I've currently got a web app I'm just self-hosting on a DO VPS for $5/month. I have a Postgres DB on the same VPS (via a Docker image), with a 10-line shell script & cron job for backups to Backblaze B2 (which costs ~nothing/month for my tiny DB).

Additionally, my web app is a Kotlin API and a Nuxt.js SSR server, so I think I'd have to set it up as two separate "apps" on this platform. That means I'd be going from $5/mo to $25/mo.

On one hand, that's not a ton in the grand scheme of things. On the other hand, the whole reason I use DigitalOcean and self manage my infrastructure is to _not_ have to pay that kind of money for my projects with no revenue.




This sounds a bit like the "Why pay for dropbox when rsync is free?" argument. Sure you can do all of that yourself, but for just $10 / mo (5->15) you don't have to worry about it. That's really what they're selling.

$120 / year for peace of mind that your production DB is backed up is well worth it for a lot of people, especially if the alternative is potentially a bug in a homegrown shell script which could silently fail catastrophically and lose your whole DB.


> This sounds a bit like the "Why pay for dropbox when rsync is free?" argument. Sure you can do all of that yourself

It doesn't sound like that argument. He compared it to Heroku's offerings, which are $0-9.


Didn't know rsync has free cloud storage.


If you're going to do this yourself, Caprover is the best.

Cram it into that $5/month, bump the swap to 2GB and then deploy your DB into it... backups are supported if you just straight up map a persistent volume out to your B2 (https://github.com/caprover/caprover/issues/410)

Edit: Be aware during automated upgrades you will trip CPU alarms.


This is great, do you have any recommendations/comments on usage? Aside from the CPU one


I've used Caprover coming from Flynn and it's much better.

It's not super pretty like Heroku but it works.

Recommend adding NetData integration so you can monitor your hardware without logging into instances.


I think you're stating the reasons already. There are people who don't want to self manage. They want a fully managed solution and don't want to think about the ops.


In my experience, the Heroku $9/mo plan isn't usable for anything production-ready. I had to upgrade to the next tier when I crossed about 100 active users. For $9/mo, you're also getting a pretty prohibitive row limit and a really low connection limit. DO's $7/mo dev database is more in line with Heroku's dev offering.


OTOH the PG Standard 0 (4GB RAM, 64GB storage) of Heroku costs $50:

https://www.heroku.com/pricing#data-services

On Digital Ocean the first offering with 4GB of RAM costs $60 and it only has 38GB of storage:

https://www.digitalocean.com/pricing/#managed-databases


From what I can tell, the cheapest managed database on DigitalOcean is $15/month, as was mentioned previously in this thread.

https://www.digitalocean.com/pricing/#managed-databases


I've given some thought to the PG offering -- $15/mo is really just for a dev instance with some minimal backup, it costs more to do anything production-level.

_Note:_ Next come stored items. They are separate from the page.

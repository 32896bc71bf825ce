//! `vibe config` - local client configuration

use serde_json::json;

use crate::cli::{Cli, ConfigCommands, OutputFormat};
use crate::commands::dispatch::{print_json, settings};
use vibecheck_core::bail_invalid;
use vibecheck_core::config::GlobalConfig;
use vibecheck_core::error::Result;

pub fn execute(cli: &Cli, command: &ConfigCommands) -> Result<()> {
    match command {
        ConfigCommands::Show => show(cli),

        ConfigCommands::SetKey { key } => {
            let key = key.trim();
            if key.is_empty() {
                bail_invalid!("API key", "(empty)");
            }
            let mut config = GlobalConfig::load()?;
            config.api_key = Some(key.to_string());
            let path = config.save()?;
            saved(cli, "api_key", &path.display().to_string())
        }

        ConfigCommands::SetUrl { url } => {
            let url = url.trim().trim_end_matches('/');
            if !(url.starts_with("http://") || url.starts_with("https://")) {
                bail_invalid!("API URL", url);
            }
            let mut config = GlobalConfig::load()?;
            config.api_url = Some(url.to_string());
            let path = config.save()?;
            saved(cli, "api_url", &path.display().to_string())
        }
    }
}

fn show(cli: &Cli) -> Result<()> {
    let path = GlobalConfig::config_path()?;
    let effective = settings(cli)?;
    let key = effective.api_key().map(mask);

    match cli.format {
        OutputFormat::Json => print_json(&json!({
            "path": path.display().to_string(),
            "api_url": effective.api_url(),
            "api_key": key,
        })),
        OutputFormat::Human => {
            println!("config: {}", path.display());
            println!("api_url: {}", effective.api_url());
            println!("api_key: {}", key.as_deref().unwrap_or("(not set)"));
            Ok(())
        }
    }
}

fn saved(cli: &Cli, field: &str, path: &str) -> Result<()> {
    match cli.format {
        OutputFormat::Json => print_json(&json!({ "saved": field, "path": path })),
        OutputFormat::Human => {
            if !cli.quiet {
                println!("Saved {} to {}", field, path);
            }
            Ok(())
        }
    }
}

/// Keep only the last four characters of a key visible.
fn mask(key: &str) -> String {
    let chars: Vec<char> = key.chars().collect();
    if chars.len() <= 4 {
        return "*".repeat(chars.len());
    }
    let tail: String = chars[chars.len() - 4..].iter().collect();
    format!("{}{}", "*".repeat(8), tail)
}
//! `vibe runs` - inspect and cancel runs

use serde_json::json;
use tokio::runtime::Runtime;

use crate::cli::{Cli, OutputFormat, RunsCommands};
use crate::commands::dispatch::{connect, print_json};
use crate::commands::render::{CharWidth, Renderer};
use vibecheck_core::client::{RunBackend, RunInfo};
use vibecheck_core::error::Result;
use vibecheck_core::results::aggregate_suite;

pub fn execute(cli: &Cli, runtime: &Runtime, command: &RunsCommands) -> Result<()> {
    let client = connect(cli)?;

    match command {
        RunsCommands::List => {
            let runs = runtime.block_on(client.list_runs())?;
            match cli.format {
                OutputFormat::Json => print_json(&runs),
                OutputFormat::Human => list_human(cli, &runs),
            }
        }

        RunsCommands::Get { id } => {
            let run = runtime.block_on(client.get_run(id))?;
            match cli.format {
                OutputFormat::Json => print_json(&run),
                OutputFormat::Human => show_human(&run),
            }
        }

        RunsCommands::Cancel { id } => {
            runtime.block_on(client.cancel(id))?;
            match cli.format {
                OutputFormat::Json => print_json(&json!({ "cancelled": id })),
                OutputFormat::Human => {
                    if !cli.quiet {
                        println!("Cancelled run {}", id);
                    }
                    Ok(())
                }
            }
        }
    }
}

fn list_human(cli: &Cli, runs: &[RunInfo]) -> Result<()> {
    if runs.is_empty() {
        if !cli.quiet {
            println!("No runs");
        }
        return Ok(());
    }

    let renderer = Renderer::new(&CharWidth)?;
    let id_width = renderer.column_width(runs.iter().map(|r| r.id.as_str()));
    let state_width = renderer.column_width(runs.iter().map(|r| r.status.as_str()));

    for run in runs {
        let mut line = format!(
            "{}  {}",
            renderer.pad(&run.id, id_width),
            renderer.pad(run.status.as_str(), state_width)
        );
        if let Some(name) = &run.suite_name {
            line.push_str(&format!("  {}", name));
        }
        if let Some(created) = run.created_at {
            line.push_str(&format!("  {}", created.format("%Y-%m-%d %H:%M")));
        }
        println!("{}", line.trim_end());
    }
    Ok(())
}

fn show_human(run: &RunInfo) -> Result<()> {
    println!("Run {}", run.id);
    println!("  status: {}", run.status);
    if let Some(name) = &run.suite_name {
        println!("  suite: {}", name);
    }
    if let Some(model) = &run.model {
        println!("  model: {}", model);
    }
    if let Some(created) = run.created_at {
        println!("  created: {}", created.to_rfc3339());
    }
    if let Some(error) = &run.error {
        println!("  error: {}", error);
    }

    if !run.results.is_empty() {
        let renderer = Renderer::new(&CharWidth)?;
        println!();
        print!("{}", renderer.results(&run.results));
        println!("{}", renderer.summary(&aggregate_suite(&run.results)));
    }
    Ok(())
}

My conclusion -- YMMV! -- is that I'd happily pay that much to "set and forget" the DB in a proof-of-concept or hobby context. I realize it's not perfect, and there are cheaper options, but I really think they gave us a cheap-enough deal, and you can always play sysadmin if it's too much for you.

I'm not a big DO customer but I appreciate their pricing transparency: having worked professionally with 2/3 of the major Cloud companies I would never put anything there that's billed to my own account.


A small note, the DigitalOcean dev DBs do have daily backups though these are not accessible by the user and only come into play when there is a non-recoverable issue with the node they are on.